Stored items

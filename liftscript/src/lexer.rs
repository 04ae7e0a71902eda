//! Lexer
//!
//! Turns source text into tokens. Numbers may carry a weight unit suffix
//! (`135lb`, `60 kg`), and dotted names such as `state.weight` come out
//! as a single identifier.

use crate::ast::Span;
use liftscript_core::{ScriptError, Unit};

#[derive(Debug, Clone, PartialEq)]
pub enum TokenKind {
    // Literals
    Number(f64),
    Weight(f64, Unit),
    Str(String),
    Ident(String),

    // Keywords
    If,
    Else,
    For,
    While,
    From,
    To,
    Return,
    True,
    False,

    // Operators
    Plus,
    Minus,
    Star,
    Slash,
    Percent,
    Eq,  // ==
    Ne,  // !=
    Lt,
    Le,
    Gt,
    Ge,
    And, // &&
    Or,  // ||
    Not, // !
    Assign,
    PlusAssign,
    MinusAssign,
    StarAssign,
    SlashAssign,
    Question,
    Colon,

    // Delimiters
    LParen,
    RParen,
    LBrace,
    RBrace,
    Comma,
    Semicolon,

    Eof,
}

#[derive(Debug, Clone, PartialEq)]
pub struct Token {
    pub kind: TokenKind,
    /// Source text of the token
    pub text: String,
    pub span: Span,
    /// A line break (or a comment spanning one) came before this token.
    /// The parser uses it to end statements.
    pub newline_before: bool,
}

impl Token {
    pub fn is_eof(&self) -> bool {
        self.kind == TokenKind::Eof
    }

    /// How the token reads in an error message
    pub fn describe(&self) -> String {
        match &self.kind {
            TokenKind::Eof => "end of input".to_string(),
            TokenKind::Number(_) | TokenKind::Weight(..) => format!("number '{}'", self.text),
            TokenKind::Str(_) => "string literal".to_string(),
            TokenKind::Ident(name) => format!("identifier '{}'", name),
            _ => format!("'{}'", self.text),
        }
    }
}

fn keyword(word: &str) -> Option<TokenKind> {
    Some(match word {
        "if" => TokenKind::If,
        "else" => TokenKind::Else,
        "for" => TokenKind::For,
        "while" => TokenKind::While,
        "from" => TokenKind::From,
        "to" => TokenKind::To,
        "return" => TokenKind::Return,
        "true" => TokenKind::True,
        "false" => TokenKind::False,
        _ => return None,
    })
}

fn is_ident_start(c: char) -> bool {
    c.is_ascii_alphabetic() || c == '_'
}

fn is_ident_char(c: char) -> bool {
    c.is_ascii_alphanumeric() || c == '_'
}

#[derive(Debug, Clone, Copy)]
struct Mark {
    pos: usize,
    line: usize,
    col: usize,
}

pub struct Lexer {
    source: Vec<char>,
    pos: usize,
    line: usize,
    col: usize,
}

impl Lexer {
    pub fn new(source: &str) -> Self {
        Self {
            source: source.chars().collect(),
            pos: 0,
            line: 1,
            col: 1,
        }
    }

    pub fn tokenize(mut self) -> Result<Vec<Token>, ScriptError> {
        let mut tokens: Vec<Token> = Vec::new();

        loop {
            let line_before = self.line;
            self.skip_whitespace_and_comments()?;
            let newline_before = tokens.is_empty() || self.line > line_before;

            if self.at_end() {
                let start = self.mark();
                tokens.push(Token {
                    kind: TokenKind::Eof,
                    text: String::new(),
                    span: self.span_from(start),
                    newline_before,
                });
                break;
            }

            let mut token = self.next_token()?;
            token.newline_before = newline_before;
            tokens.push(token);
        }

        Ok(tokens)
    }

    fn at_end(&self) -> bool {
        self.pos >= self.source.len()
    }

    fn peek(&self) -> Option<char> {
        self.source.get(self.pos).copied()
    }

    fn peek_at(&self, n: usize) -> Option<char> {
        self.source.get(self.pos + n).copied()
    }

    fn advance(&mut self) -> Option<char> {
        let c = self.source.get(self.pos).copied()?;
        self.pos += 1;
        if c == '\n' {
            self.line += 1;
            self.col = 1;
        } else {
            self.col += 1;
        }
        Some(c)
    }

    fn mark(&self) -> Mark {
        Mark { pos: self.pos, line: self.line, col: self.col }
    }

    fn reset(&mut self, mark: Mark) {
        self.pos = mark.pos;
        self.line = mark.line;
        self.col = mark.col;
    }

    fn span_from(&self, start: Mark) -> Span {
        Span {
            offset: start.pos,
            len: self.pos - start.pos,
            line: start.line,
            column: start.col,
        }
    }

    fn text_from(&self, start: Mark) -> String {
        self.source[start.pos..self.pos].iter().collect()
    }

    fn error_at(&self, err: ScriptError, at: Mark) -> ScriptError {
        err.at(self.span_from(at).position())
    }

    fn skip_whitespace_and_comments(&mut self) -> Result<(), ScriptError> {
        loop {
            match (self.peek(), self.peek_at(1)) {
                (Some(c), _) if c.is_whitespace() => {
                    self.advance();
                }
                (Some('/'), Some('/')) => {
                    while let Some(c) = self.peek() {
                        if c == '\n' {
                            break;
                        }
                        self.advance();
                    }
                }
                (Some('/'), Some('*')) => {
                    let start = self.mark();
                    self.advance();
                    self.advance();
                    loop {
                        match (self.peek(), self.peek_at(1)) {
                            (Some('*'), Some('/')) => {
                                self.advance();
                                self.advance();
                                break;
                            }
                            (Some(_), _) => {
                                self.advance();
                            }
                            (None, _) => {
                                return Err(self.error_at(ScriptError::unterminated_comment(), start));
                            }
                        }
                    }
                }
                _ => return Ok(()),
            }
        }
    }

    fn next_token(&mut self) -> Result<Token, ScriptError> {
        let start = self.mark();
        let c = match self.peek() {
            Some(c) => c,
            None => return Ok(self.make(TokenKind::Eof, start)),
        };

        if c.is_ascii_digit() {
            return self.lex_number(start);
        }
        if is_ident_start(c) {
            return Ok(self.lex_ident(start));
        }
        if c == '"' || c == '\'' {
            return self.lex_string(start, c);
        }

        self.advance();
        let next = self.peek();
        let kind = match (c, next) {
            ('+', Some('=')) => self.two(TokenKind::PlusAssign),
            ('-', Some('=')) => self.two(TokenKind::MinusAssign),
            ('*', Some('=')) => self.two(TokenKind::StarAssign),
            ('/', Some('=')) => self.two(TokenKind::SlashAssign),
            ('=', Some('=')) => self.two(TokenKind::Eq),
            ('!', Some('=')) => self.two(TokenKind::Ne),
            ('<', Some('=')) => self.two(TokenKind::Le),
            ('>', Some('=')) => self.two(TokenKind::Ge),
            ('&', Some('&')) => self.two(TokenKind::And),
            ('|', Some('|')) => self.two(TokenKind::Or),
            ('+', _) => TokenKind::Plus,
            ('-', _) => TokenKind::Minus,
            ('*', _) => TokenKind::Star,
            ('/', _) => TokenKind::Slash,
            ('%', _) => TokenKind::Percent,
            ('=', _) => TokenKind::Assign,
            ('!', _) => TokenKind::Not,
            ('<', _) => TokenKind::Lt,
            ('>', _) => TokenKind::Gt,
            ('?', _) => TokenKind::Question,
            (':', _) => TokenKind::Colon,
            ('(', _) => TokenKind::LParen,
            (')', _) => TokenKind::RParen,
            ('{', _) => TokenKind::LBrace,
            ('}', _) => TokenKind::RBrace,
            (',', _) => TokenKind::Comma,
            (';', _) => TokenKind::Semicolon,
            _ => return Err(self.error_at(ScriptError::unexpected_char(c), start)),
        };
        Ok(self.make(kind, start))
    }

    /// Consume the second character of a two-character operator
    fn two(&mut self, kind: TokenKind) -> TokenKind {
        self.advance();
        kind
    }

    fn make(&self, kind: TokenKind, start: Mark) -> Token {
        Token {
            kind,
            text: self.text_from(start),
            span: self.span_from(start),
            newline_before: false,
        }
    }

    fn consume_digits(&mut self) {
        while self.peek().is_some_and(|c| c.is_ascii_digit()) {
            self.advance();
        }
    }

    fn lex_number(&mut self, start: Mark) -> Result<Token, ScriptError> {
        self.consume_digits();
        if self.peek() == Some('.') {
            if !self.peek_at(1).is_some_and(|c| c.is_ascii_digit()) {
                self.advance();
                let text = self.text_from(start);
                return Err(self.error_at(ScriptError::unterminated_number(&text), start));
            }
            self.advance();
            self.consume_digits();
        }

        let text = self.text_from(start);
        let value: f64 = text
            .parse()
            .map_err(|_| self.error_at(ScriptError::unterminated_number(&text), start))?;

        // Unit suffix, attached or after spaces on the same line
        let before_suffix = self.mark();
        while matches!(self.peek(), Some(' ') | Some('\t')) {
            self.advance();
        }
        let separated = self.pos > before_suffix.pos;

        if self.peek().is_some_and(is_ident_start) {
            let word_start = self.mark();
            while self.peek().is_some_and(is_ident_char) {
                self.advance();
            }
            let word = self.text_from(word_start);
            if let Some(unit) = Unit::from_suffix(&word) {
                return Ok(self.make(TokenKind::Weight(value, unit), start));
            }
            if !separated {
                let bad = word.chars().next().unwrap_or('?');
                return Err(self.error_at(ScriptError::unexpected_char(bad), word_start)
                    .with_suggestion("Weight units are lb, lbs or kg"));
            }
        }

        self.reset(before_suffix);
        Ok(self.make(TokenKind::Number(value), start))
    }

    fn lex_ident(&mut self, start: Mark) -> Token {
        while self.peek().is_some_and(is_ident_char) {
            self.advance();
        }
        let mut dotted = false;
        while self.peek() == Some('.') && self.peek_at(1).is_some_and(is_ident_start) {
            dotted = true;
            self.advance();
            while self.peek().is_some_and(is_ident_char) {
                self.advance();
            }
        }

        let text = self.text_from(start);
        let kind = match keyword(&text) {
            Some(kw) if !dotted => kw,
            _ => TokenKind::Ident(text),
        };
        self.make(kind, start)
    }

    fn lex_string(&mut self, start: Mark, quote: char) -> Result<Token, ScriptError> {
        self.advance();
        let mut value = String::new();
        loop {
            match self.peek() {
                None | Some('\n') => {
                    return Err(self.error_at(ScriptError::unterminated_string(), start));
                }
                Some(c) if c == quote => {
                    self.advance();
                    break;
                }
                Some('\\') => {
                    self.advance();
                    match self.advance() {
                        Some('n') => value.push('\n'),
                        Some('t') => value.push('\t'),
                        Some(c) => value.push(c),
                        None => {
                            return Err(self.error_at(ScriptError::unterminated_string(), start));
                        }
                    }
                }
                Some(c) => {
                    value.push(c);
                    self.advance();
                }
            }
        }
        Ok(self.make(TokenKind::Str(value), start))
    }
}

/// Tokenize source text. The last token is always `Eof`.
pub fn tokenize(source: &str) -> Result<Vec<Token>, ScriptError> {
    Lexer::new(source).tokenize()
}

#[cfg(test)]
mod tests {
    use super::*;
    use liftscript_core::codes;

    fn kinds(src: &str) -> Vec<TokenKind> {
        tokenize(src).unwrap().into_iter().map(|t| t.kind).collect()
    }

    #[test]
    fn test_arithmetic_tokens() {
        assert_eq!(
            kinds("(2 + 3) * 4"),
            vec![
                TokenKind::LParen,
                TokenKind::Number(2.0),
                TokenKind::Plus,
                TokenKind::Number(3.0),
                TokenKind::RParen,
                TokenKind::Star,
                TokenKind::Number(4.0),
                TokenKind::Eof,
            ]
        );
    }

    #[test]
    fn test_weight_suffix() {
        assert_eq!(kinds("135lb"), vec![TokenKind::Weight(135.0, Unit::Lb), TokenKind::Eof]);
        assert_eq!(kinds("2.5 kg"), vec![TokenKind::Weight(2.5, Unit::Kg), TokenKind::Eof]);
        assert_eq!(kinds("5lbs"), vec![TokenKind::Weight(5.0, Unit::Lb), TokenKind::Eof]);
        assert_eq!(tokenize("5kgs").unwrap_err().code, codes::UNEXPECTED_CHAR);
    }

    #[test]
    fn test_number_followed_by_name() {
        assert_eq!(
            kinds("5 kgx"),
            vec![TokenKind::Number(5.0), TokenKind::Ident("kgx".into()), TokenKind::Eof]
        );
        let err = tokenize("5x").unwrap_err();
        assert_eq!(err.code, codes::UNEXPECTED_CHAR);
        assert_eq!(err.position.unwrap().offset, 1);
    }

    #[test]
    fn test_dotted_identifier() {
        assert_eq!(kinds("state.weight"), vec![TokenKind::Ident("state.weight".into()), TokenKind::Eof]);
        assert_eq!(kinds("if"), vec![TokenKind::If, TokenKind::Eof]);
    }

    #[test]
    fn test_comments_skipped() {
        let toks = tokenize("1 // one\n/* two\n */ 2").unwrap();
        assert_eq!(toks[1].kind, TokenKind::Number(2.0));
        assert!(toks[1].newline_before);
        assert_eq!(toks[1].span.line, 3);
    }

    #[test]
    fn test_two_char_operators() {
        assert_eq!(
            kinds("a += 1 <= b != c && !d"),
            vec![
                TokenKind::Ident("a".into()),
                TokenKind::PlusAssign,
                TokenKind::Number(1.0),
                TokenKind::Le,
                TokenKind::Ident("b".into()),
                TokenKind::Ne,
                TokenKind::Ident("c".into()),
                TokenKind::And,
                TokenKind::Not,
                TokenKind::Ident("d".into()),
                TokenKind::Eof,
            ]
        );
    }

    #[test]
    fn test_string_escapes() {
        assert_eq!(kinds(r#""a\"b""#), vec![TokenKind::Str("a\"b".into()), TokenKind::Eof]);
        assert_eq!(kinds("'kg'"), vec![TokenKind::Str("kg".into()), TokenKind::Eof]);
    }

    #[test]
    fn test_lex_errors() {
        let err = tokenize("1 + @").unwrap_err();
        assert!(err.is_lex());
        assert_eq!(err.code, codes::UNEXPECTED_CHAR);
        assert_eq!(err.position.unwrap().column, 5);

        assert_eq!(tokenize("\"open").unwrap_err().code, codes::UNTERMINATED_STRING);
        assert_eq!(tokenize("1.").unwrap_err().code, codes::UNTERMINATED_NUMBER);
        assert_eq!(tokenize("/* never").unwrap_err().code, codes::UNTERMINATED_COMMENT);
        assert_eq!(tokenize("a & b").unwrap_err().code, codes::UNEXPECTED_CHAR);
    }

    #[test]
    fn test_eof_offset() {
        let toks = tokenize("1 + ").unwrap();
        let eof = toks.last().unwrap();
        assert!(eof.is_eof());
        assert_eq!(eof.span.offset, 4);
    }
}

§ **Exercise brief**: The entries above hold the needed span. Transcribe exactly the lines from the one with "let word_start = self.mark();" to the one with "if let Some(unit)", both included.

§ **Exercise response**:
            let word_start = self.mark();
            while self.peek().is_some_and(is_ident_char) {
                self.advance();
            }
            let word = self.text_from(word_start);
            if let Some(unit) = Unit::from_suffix(&word) {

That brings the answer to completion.